ENCONTRO COM MILTON SANTOS OU
O MUNDO GLOBAL VISTO DO LADO DE CÁ

Sílvio Tendler, Brasil, 2006

No fundo, no fundo, o título deste filme de Sílvio Tendler não condiz com o que é apresentado nas imagens oferecidas ao espectador. Ou até é, mas de maneira bastante parcial: o filme se constrói como uma espécie de partida de pingue-pongue, em que a cada tacada de um jogador Milton responde uma tacada do jogador Silvio. Um jogador, Milton, tenta com suas palavras evoluir um estilo especulativo, que entre agressividade e serenidade tenta compreender e responder com idéias novas (se verdadeiras ou falsas, aqui não cabe responder) às questões que o presente político/cultural do mundo apresenta. O outro, sendo ao mesmo tempo o juiz da partida, responde com imagens e concatenação de assuntos e procura ilustrar o que é falado a partir de insights "originais" – originais no sentido de que buscam evoluir aquilo que é dito pelo primeiro jogador. O problema é que ao passo que um jogador utiliza o raciocínio, o outro só utiliza frases feitas e clichês intelectuais de uma certa esquerda que teima em não se atualizar há 40 anos, como se nada tivesse acontecido no terreno das idéias (mesmo as de esquerda, mesmo as de esquerda revolucionária) desde Frantz Fanon. Resulta que num determinado momento vemos frases e argumentos de Milton Santos que no mínimo dão no que pensar, mas em seguida somos bombardeados por montagenzinhas de efeitos e artifícios retóricos que conceitualmente mal se colam uns com os outros, ou que descaradamente copiam filmes recentes como Memórias do Saque e A Corporação sem nem se aproximar da construção mais sólida de argumento – ao menos, da inscrição das afirmações bombásticas numa documentação mais extensa e embasada – que esses filmes fazem, ou então interlúdios veementes-engraçadinhos requentados que se aproximam em tom dos filmes de Michael Moore.

Em Encontro com Milton Santos, o que mais incomoda nem é essa maneira irritante de diluir a fala de Milton Santos na agenda das lutas políticas mundiais – especialmente as midiáticas, as que "são assunto" – dos últimos anos, mas a aparente desenvoltura com que passa pelo desenvolvimento das idéias e chega às conclusões que são, sempre, generalizantes, rasas na visão e, pior de tudo, jogadas todas no mesmo barco como se tudo fosse a mesma coisa, revelando enorme displicência em relação à inteligência.
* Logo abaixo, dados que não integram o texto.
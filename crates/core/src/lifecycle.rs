//! Reminder state machine.
//!
//! ```text
//! pending -> completed   (terminal)
//! pending -> snoozed
//! pending -> cancelled   (terminal)
//! snoozed -> cancelled   (terminal)
//! snoozed -> pending     (time-driven, once snooze_until is reached)
//! ```
//!
//! Every operation checks the guard before touching the reminder, so a
//! rejected transition leaves it unchanged.

use crate::error::CoreError;
use crate::reminder::{Reminder, ReminderStatus};
use crate::types::{add_days, Date};

/// Returns the statuses reachable from `from`.
pub fn valid_transitions(from: ReminderStatus) -> &'static [ReminderStatus] {
    match from {
        ReminderStatus::Pending => &[
            ReminderStatus::Completed,
            ReminderStatus::Snoozed,
            ReminderStatus::Cancelled,
        ],
        ReminderStatus::Snoozed => &[ReminderStatus::Pending, ReminderStatus::Cancelled],
        ReminderStatus::Completed | ReminderStatus::Cancelled => &[],
    }
}

/// Check whether a transition from `from` to `to` is valid.
pub fn can_transition(from: ReminderStatus, to: ReminderStatus) -> bool {
    valid_transitions(from).contains(&to)
}

fn guard(
    reminder: &Reminder,
    to: ReminderStatus,
    action: &'static str,
) -> Result<(), CoreError> {
    if can_transition(reminder.status, to) {
        Ok(())
    } else {
        Err(CoreError::InvalidStateTransition {
            id: reminder.id.clone(),
            from: reminder.status,
            action,
        })
    }
}

/// Mark a pending reminder as done on `now`.
pub fn complete(reminder: &mut Reminder, now: Date) -> Result<(), CoreError> {
    guard(reminder, ReminderStatus::Completed, "complete")?;
    reminder.status = ReminderStatus::Completed;
    reminder.completed_date = Some(now);
    Ok(())
}

/// Defer a pending reminder by `days` (at least one).
///
/// The reminder becomes due again on `now + days`. Snoozed reminders cannot
/// be snoozed again until they have woken up.
pub fn snooze(reminder: &mut Reminder, now: Date, days: u32) -> Result<(), CoreError> {
    if days == 0 {
        return Err(CoreError::Validation(
            "Snooze duration must be at least one day".to_string(),
        ));
    }
    guard(reminder, ReminderStatus::Snoozed, "snooze")?;
    let until = add_days(now, days);
    reminder.status = ReminderStatus::Snoozed;
    reminder.snooze_until = Some(until);
    reminder.reminder_date = until;
    Ok(())
}

/// Cancel a pending or snoozed reminder. The reminder is kept as a tombstone.
pub fn cancel(reminder: &mut Reminder) -> Result<(), CoreError> {
    guard(reminder, ReminderStatus::Cancelled, "cancel")?;
    reminder.status = ReminderStatus::Cancelled;
    reminder.snooze_until = None;
    Ok(())
}

/// Return a snoozed reminder to `pending` once its snooze period is over.
///
/// Returns `true` if the reminder woke up. Reminders in any other status,
/// or still inside their snooze period, are left alone.
pub fn wake_if_due(reminder: &mut Reminder, now: Date) -> bool {
    if reminder.status != ReminderStatus::Snoozed {
        return false;
    }
    // A snoozed reminder without a wake date is treated as due on its reminder date.
    let until = reminder.snooze_until.unwrap_or(reminder.reminder_date);
    if until > now {
        return false;
    }
    reminder.status = ReminderStatus::Pending;
    reminder.reminder_date = until;
    reminder.snooze_until = None;
    true
}
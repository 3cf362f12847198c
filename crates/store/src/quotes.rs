//! In-memory quote feed keyed by quote id.

use std::collections::BTreeMap;

use followup_core::quote::Quote;
use followup_core::types::DbId;
use followup_core::CoreError;

use crate::error::StoreError;

/// Read model of the quotes owned by the sales application.
#[derive(Debug, Clone, Default)]
pub struct QuoteBook {
    quotes: BTreeMap<DbId, Quote>,
}

impl QuoteBook {
    pub fn new() -> Self {
        Self::default()
    }

    /// Build a book from a list of quotes, rejecting duplicate ids.
    pub fn from_quotes(quotes: Vec<Quote>) -> Result<Self, StoreError> {
        let mut book = Self::new();
        for quote in quotes {
            let id = quote.id;
            if book.quotes.insert(id, quote).is_some() {
                return Err(StoreError::DuplicateQuote(id));
            }
        }
        Ok(book)
    }

    /// Parse a JSON array of quote records.
    pub fn from_json(json: &str) -> Result<Self, StoreError> {
        let quotes: Vec<Quote> = serde_json::from_str(json)?;
        Self::from_quotes(quotes)
    }

    pub fn get(&self, id: DbId) -> Option<&Quote> {
        self.quotes.get(&id)
    }

    /// Look up a quote, failing with `NotFound` if it is unknown.
    pub fn find(&self, id: DbId) -> Result<&Quote, CoreError> {
        self.get(id).ok_or_else(|| CoreError::quote_not_found(id))
    }

    /// Insert or replace a quote. Returns the previous record, if any.
    pub fn upsert(&mut self, quote: Quote) -> Option<Quote> {
        self.quotes.insert(quote.id, quote)
    }

    /// Quotes in ascending id order.
    pub fn iter(&self) -> impl Iterator<Item = &Quote> {
        self.quotes.values()
    }

    pub fn len(&self) -> usize {
        self.quotes.len()
    }

    pub fn is_empty(&self) -> bool {
        self.quotes.is_empty()
    }
}

#[cfg(test)]
mod tests {
    use assert_matches::assert_matches;
    use followup_core::quote::QuoteStatus;

    use super::*;

    const FEED: &str = r#"[
        {"id": 2, "customer_id": 1, "customer_name": "Acme", "value": 10.0,
         "status": "sent", "date_created": "2025-01-01", "date_sent": "2025-01-02"},
        {"id": 1, "customer_id": 1, "customer_name": "Acme", "value": 5.0,
         "status": "draft", "date_created": "2025-01-01"}
    ]"#;

    #[test]
    fn parses_feed_in_id_order() {
        let book = QuoteBook::from_json(FEED).unwrap();
        let ids: Vec<DbId> = book.iter().map(|q| q.id).collect();
        assert_eq!(ids, vec![1, 2]);
        assert_eq!(book.find(2).unwrap().status, QuoteStatus::Sent);
    }

    #[test]
    fn unknown_quote_is_not_found() {
        let book = QuoteBook::from_json(FEED).unwrap();
        assert_matches!(
            book.find(3),
            Err(CoreError::NotFound { entity: "quote", .. })
        );
    }

    #[test]
    fn duplicate_ids_are_rejected() {
        let json = r#"[
            {"id": 1, "customer_id": 1, "customer_name": "A", "value": 1.0,
             "status": "draft", "date_created": "2025-01-01"},
            {"id": 1, "customer_id": 2, "customer_name": "B", "value": 2.0,
             "status": "draft", "date_created": "2025-01-01"}
        ]"#;
        assert_matches!(QuoteBook::from_json(json), Err(StoreError::DuplicateQuote(1)));
    }

    #[test]
    fn malformed_json_is_a_feed_error() {
        assert_matches!(QuoteBook::from_json("{not json"), Err(StoreError::Feed(_)));
    }

    #[test]
    fn upsert_replaces_existing() {
        let mut book = QuoteBook::from_json(FEED).unwrap();
        let mut quote = book.find(1).unwrap().clone();
        quote.status = QuoteStatus::Sent;
        assert!(book.upsert(quote).is_some());
        assert_eq!(book.len(), 2);
        assert_eq!(book.find(1).unwrap().status, QuoteStatus::Sent);
    }
}
//! Integration tests for the one-shot agenda run.
//!
//! Uses the bundled sample feed, which mixes sent, accepted, draft, and
//! malformed quotes.

use std::io::Write;
use std::path::PathBuf;

use chrono::NaiveDate;
use followup_core::generation::ReminderSchedule;
use followup_worker::agenda::{build_agenda, load_quotes};

fn fixture() -> PathBuf {
    PathBuf::from(env!("CARGO_MANIFEST_DIR")).join("fixtures/sample_quotes.json")
}

fn d(y: i32, m: u32, day: u32) -> NaiveDate {
    NaiveDate::from_ymd_opt(y, m, day).unwrap()
}

#[test]
fn sample_feed_produces_expected_agenda() {
    let quotes = load_quotes(&fixture()).unwrap();
    assert_eq!(quotes.len(), 5);

    let agenda = build_agenda(quotes, ReminderSchedule::default(), d(2025, 1, 28)).unwrap();

    assert_eq!(agenda.report.quotes_scanned, 5);
    assert_eq!(agenda.report.malformed_quotes, 1);
    assert_eq!(agenda.report.inserted, 5);

    let overdue: Vec<&str> = agenda.buckets.overdue.iter().map(|r| r.id.as_str()).collect();
    assert_eq!(
        overdue,
        vec!["2-expiration_warning", "1-follow_up_1", "2-initial"]
    );
    let due_today: Vec<&str> = agenda.buckets.due_today.iter().map(|r| r.id.as_str()).collect();
    assert_eq!(due_today, vec!["2-follow_up_1"]);
    assert_eq!(agenda.counts.upcoming, 0);
}

#[test]
fn agenda_serializes_bucket_counts() {
    let quotes = load_quotes(&fixture()).unwrap();
    let agenda = build_agenda(quotes, ReminderSchedule::default(), d(2025, 1, 28)).unwrap();

    let json = serde_json::to_value(&agenda).unwrap();
    assert_eq!(json["date"], "2025-01-28");
    assert_eq!(json["counts"]["overdue"], 3);
    assert_eq!(json["counts"]["due_today"], 1);
    assert_eq!(json["buckets"]["due_today"][0]["reminder_type"], "follow_up_1");
    assert_eq!(json["buckets"]["overdue"][0]["priority"], "urgent");
}

#[test]
fn missing_feed_reports_path() {
    let err = load_quotes(&PathBuf::from("/nonexistent/quotes.json")).unwrap_err();
    assert!(err.to_string().contains("/nonexistent/quotes.json"));
}

#[test]
fn invalid_feed_is_rejected() {
    let mut file = tempfile::NamedTempFile::new().unwrap();
    write!(file, r#"[{{"id": 1, "status": "won"}}]"#).unwrap();
    let err = load_quotes(file.path()).unwrap_err();
    assert!(err.to_string().contains("Failed to parse quote feed"));
}
//! Display-time classification of pending reminders.
//!
//! Pure logic. Callers must wake expired snoozes (see
//! [`crate::lifecycle::wake_if_due`]) before bucketing so that reminders
//! whose snooze period has ended are classified as pending.

use std::cmp::Ordering;

use serde::{Deserialize, Serialize};

use crate::reminder::{Reminder, ReminderStatus};
use crate::types::{add_days, Date};

/// Where a pending reminder falls relative to today.
#[derive(Debug, Clone, Copy, PartialEq, Eq, Hash, Serialize, Deserialize)]
#[serde(rename_all = "snake_case")]
pub enum Bucket {
    Overdue,
    DueToday,
    Upcoming,
}

/// Classify a reminder date. `None` means beyond the upcoming window.
pub fn classify(reminder_date: Date, today: Date, upcoming_window_days: u32) -> Option<Bucket> {
    match reminder_date.cmp(&today) {
        Ordering::Less => Some(Bucket::Overdue),
        Ordering::Equal => Some(Bucket::DueToday),
        Ordering::Greater if reminder_date <= add_days(today, upcoming_window_days) => {
            Some(Bucket::Upcoming)
        }
        Ordering::Greater => None,
    }
}

/// Display order within a bucket: highest priority first, then earliest
/// date, then id for a stable result.
pub fn display_order(a: &Reminder, b: &Reminder) -> Ordering {
    b.priority
        .cmp(&a.priority)
        .then_with(|| a.reminder_date.cmp(&b.reminder_date))
        .then_with(|| a.id.cmp(&b.id))
}

/// Pending reminders partitioned and sorted for display.
#[derive(Debug, Clone, Default, PartialEq, Serialize, Deserialize)]
pub struct ReminderBuckets {
    pub overdue: Vec<Reminder>,
    pub due_today: Vec<Reminder>,
    pub upcoming: Vec<Reminder>,
}

/// Bucket sizes, as shown on the dashboard badges.
#[derive(Debug, Clone, Copy, Default, PartialEq, Eq, Serialize, Deserialize)]
pub struct BucketCounts {
    pub overdue: usize,
    pub due_today: usize,
    pub upcoming: usize,
}

impl ReminderBuckets {
    pub fn counts(&self) -> BucketCounts {
        BucketCounts {
            overdue: self.overdue.len(),
            due_today: self.due_today.len(),
            upcoming: self.upcoming.len(),
        }
    }

    pub fn is_empty(&self) -> bool {
        self.overdue.is_empty() && self.due_today.is_empty() && self.upcoming.is_empty()
    }
}

/// Partition the pending reminders among `reminders` into buckets.
///
/// Non-pending reminders and those beyond the upcoming window are skipped.
pub fn bucket_reminders<'a, I>(reminders: I, today: Date, upcoming_window_days: u32) -> ReminderBuckets
where
    I: IntoIterator<Item = &'a Reminder>,
{
    let mut buckets = ReminderBuckets::default();

    for reminder in reminders {
        if reminder.status != ReminderStatus::Pending {
            continue;
        }
        let target = match classify(reminder.reminder_date, today, upcoming_window_days) {
            Some(Bucket::Overdue) => &mut buckets.overdue,
            Some(Bucket::DueToday) => &mut buckets.due_today,
            Some(Bucket::Upcoming) => &mut buckets.upcoming,
            None => continue,
        };
        target.push(reminder.clone());
    }

    buckets.overdue.sort_by(display_order);
    buckets.due_today.sort_by(display_order);
    buckets.upcoming.sort_by(display_order);
    buckets
}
No fundo, o filme parte de uma série de depoimentos picotados de Milton Santos para dar vazão a uma colagem de todos os clichês do que é in dentro do cenário da política globalizada: críticas ao processo de globalização, ao consumo, ao crescimento das injustiças, à exploração da África e dos outros povos da América Latina, elogio aos movimentos políticos recentes (Sem-Terra, Argentina, Bolívia), ao esforço da mídia independente, aos intelectuais e figuras públicas que tentam exercer alguma diferença e chamar atenção aos problemas, etc. Ao fim, resta a sutil sensação de enganação, de algo que surge como um chamariz para aproveitar-se do nome do geógrafo falecido em 2001 e entregar algo completamente diferente. O bruto da entrevista e das conferências filmadas teria sido muito mais interessante, e definitivamente muito mais ousado. Como está, com esse nome, Encontro com Milton Santos aparece como nada mais, nada menos do que um filme-fraude, feito por alguém que gosta mais de slogans do que de idéias. Se Encontro com Milton Santos é um documentário, a única coisa que ele documenta é como um ideário cheio de clichês e palavras feitas pode matar o pensamento.